TASK TO CARRY OUT - Your answer must be every line of the data that holds the string "entries".
── SOURCE MATERIAL
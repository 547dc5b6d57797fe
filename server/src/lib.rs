//! # Location Search Proxy
//!
//! Single-endpoint relay between the dashboard frontend and the SerpAPI
//! maps search. The provider key never reaches the browser: the proxy
//! attaches it server-side, forwards the query, and returns the
//! upstream JSON body untouched.
//!
//! The proxy holds no state between requests beyond a reused HTTP
//! client. Retry policy, normalization, and region filtering are the
//! caller's concern (see the `locations` crate).
//!
//! ## Endpoints
//! - `GET /api/search-locations` — the relay; `q` is required.
//! - `GET /health` — liveness, independent of the provider.
use std::time::Duration;

use axum::{
    Extension, Router,
    http::{HeaderValue, Method, header::CONTENT_TYPE},
    routing::get,
};

use signal::{
    ctrl_c,
    unix::{SignalKind, signal},
};
use tokio::{net::TcpListener, signal};
use tower_http::cors::CorsLayer;
use tracing::info;
use tracing_subscriber::{EnvFilter, fmt};

pub mod config;
pub mod error;
pub mod routes;
pub mod state;
pub mod upstream;

use routes::{health_handler, search_locations_handler};
use state::State;

pub async fn start_server() {
    fmt().with_env_filter(EnvFilter::from_default_env()).init();

    info!("Initializing state...");
    let state = State::new();

    info!("Starting server...");

    let cors = CorsLayer::new()
        .allow_origin(
            state
                .config
                .frontend_origin
                .parse::<HeaderValue>()
                .expect("Invalid FRONTEND_URL"),
        )
        .allow_methods([Method::GET, Method::OPTIONS])
        .allow_headers([CONTENT_TYPE])
        .allow_credentials(true)
        .max_age(Duration::from_secs(60 * 60));

    let app = Router::new()
        .route("/api/search-locations", get(search_locations_handler))
        .route("/health", get(health_handler))
        .layer(cors)
        .layer(Extension(state.clone()));

    let address = format!("0.0.0.0:{}", state.config.port);
    info!("Binding to {address}");

    let listener = TcpListener::bind(&address).await.unwrap();
    info!("Server running on {address}");

    axum::serve(listener, app)
        .with_graceful_shutdown(shutdown_signal())
        .await
        .unwrap();

    println!("Server shutting down...");
}

async fn shutdown_signal() {
    let ctrl_c = async {
        ctrl_c().await.expect("Failed to install Ctrl+C handler");

        info!("Received Ctrl+C, shutting down");
    };

    #[cfg(unix)]
    let terminate = async {
        signal(SignalKind::terminate())
            .expect("Failed to install signal handler")
            .recv()
            .await;

        info!("Received terminate signal, shutting down");
    };

    #[cfg(not(unix))]
    let terminate = std::future::pending::<()>();

    tokio::select! {
        _ = ctrl_c => {},
        _ = terminate => {},
    }
}
//! Session-scoped memoization of search results.
//!
//! The cache is best-effort only: a lost write or an unparseable entry
//! degrades to a cache miss and another network call, never to an
//! error. Empty result sets are deliberately never stored so a flaky
//! upstream cannot pin a transient "no results" answer for the rest of
//! the session.

use std::collections::HashMap;
use std::sync::Mutex;

use thiserror::Error;
use tracing::debug;

use crate::suggestion::Suggestion;

const NAMESPACE: &str = "serpapi";
const REGION_TAGS: [&str; 2] = ["in", "rajasthan"];
const SEPARATOR: &str = ":";

#[derive(Error, Debug)]
#[error("cache write rejected: {0}")]
pub struct CacheWriteError(pub String);

/// Keyed string storage backing the cache.
///
/// Per-key get/put are individually atomic; no multi-key transaction is
/// ever required. Implementations may refuse writes (quota), which the
/// cache swallows.
pub trait SessionStore: Send + Sync {
    fn get(&self, key: &str) -> Option<String>;
    fn put(&self, key: &str, value: String) -> Result<(), CacheWriteError>;
}

/// In-process store, the default backend. Lives as long as the service
/// that owns it, the moral equivalent of one browser session.
#[derive(Default)]
pub struct MemoryStore {
    entries: Mutex<HashMap<String, String>>,
}

impl MemoryStore {
    pub fn new() -> Self {
        Self::default()
    }
}

impl SessionStore for MemoryStore {
    fn get(&self, key: &str) -> Option<String> {
        self.entries.lock().ok()?.get(key).cloned()
    }

    fn put(&self, key: &str, value: String) -> Result<(), CacheWriteError> {
        let mut entries = self
            .entries
            .lock()
            .map_err(|_| CacheWriteError("store lock poisoned".to_string()))?;
        entries.insert(key.to_string(), value);
        Ok(())
    }
}

/// Search result cache keyed by normalized query text.
pub struct SearchCache<S> {
    store: S,
}

impl<S: SessionStore> SearchCache<S> {
    pub fn new(store: S) -> Self {
        Self { store }
    }

    /// Namespace + fixed region tags + lowercased/trimmed query.
    ///
    /// Country and bounding box are not part of the key, so two calls
    /// differing only in those collide. Known limitation carried over
    /// from the original, not silently repaired here.
    pub fn key(query: &str) -> String {
        let mut parts = vec![NAMESPACE.to_string()];
        parts.extend(REGION_TAGS.iter().map(|tag| tag.to_string()));
        parts.push(query.trim().to_lowercase());
        parts.join(SEPARATOR)
    }

    /// Stored suggestions for a query, or `None` when the entry is
    /// absent, fails to parse, or holds an empty list.
    pub fn get(&self, query: &str) -> Option<Vec<Suggestion>> {
        let raw = self.store.get(&Self::key(query))?;

        match serde_json::from_str::<Vec<Suggestion>>(&raw) {
            Ok(suggestions) if !suggestions.is_empty() => Some(suggestions),
            Ok(_) => None,
            Err(err) => {
                debug!("discarding unparseable cache entry: {err}");
                None
            }
        }
    }

    /// Stores suggestions for a query. Empty lists are not persisted;
    /// store write failures are swallowed.
    pub fn put(&self, query: &str, suggestions: &[Suggestion]) {
        if suggestions.is_empty() {
            return;
        }

        let encoded = match serde_json::to_string(suggestions) {
            Ok(encoded) => encoded,
            Err(err) => {
                debug!("failed to encode cache entry: {err}");
                return;
            }
        };

        if let Err(err) = self.store.put(&Self::key(query), encoded) {
            debug!("cache write failed: {err}");
        }
    }
}
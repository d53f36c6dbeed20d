//! Structural copying of variation documents.
//!
//! Resolvers hand merged documents to callers that may mutate them;
//! [`deep_clone`] produces an independent copy so defaults loaded for one
//! request never leak edits into another. Dispatch is a single variant
//! match, so each value shape takes exactly one branch.

use serde_json::{Map, Value};

use crate::iter::{Entry, for_each};

/// Produce a structurally independent copy of `value`.
///
/// Scalars are copied as-is. Arrays are copied one level — the element
/// list is duplicated without re-walking each element. Objects are rebuilt
/// key-by-key, cloning recursively.
pub fn deep_clone(value: &Value) -> Value {
    match value {
        Value::Null => Value::Null,
        Value::Bool(b) => Value::Bool(*b),
        Value::Number(n) => Value::Number(n.clone()),
        Value::String(s) => Value::String(s.clone()),
        Value::Array(items) => Value::Array(items.clone()),
        Value::Object(_) => {
            let mut copy = Map::new();
            for_each(value, |entry| {
                if let Entry::Field { key, value } = entry {
                    copy.insert(key.to_string(), deep_clone(value));
                }
            });
            Value::Object(copy)
        }
    }
}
────
YOUR RESPONSE -
    entries: Mutex<HashMap<String, String>>,
        self.entries.lock().ok()?.get(key).cloned()
        let mut entries = self
            .entries
        entries.insert(key.to_string(), value);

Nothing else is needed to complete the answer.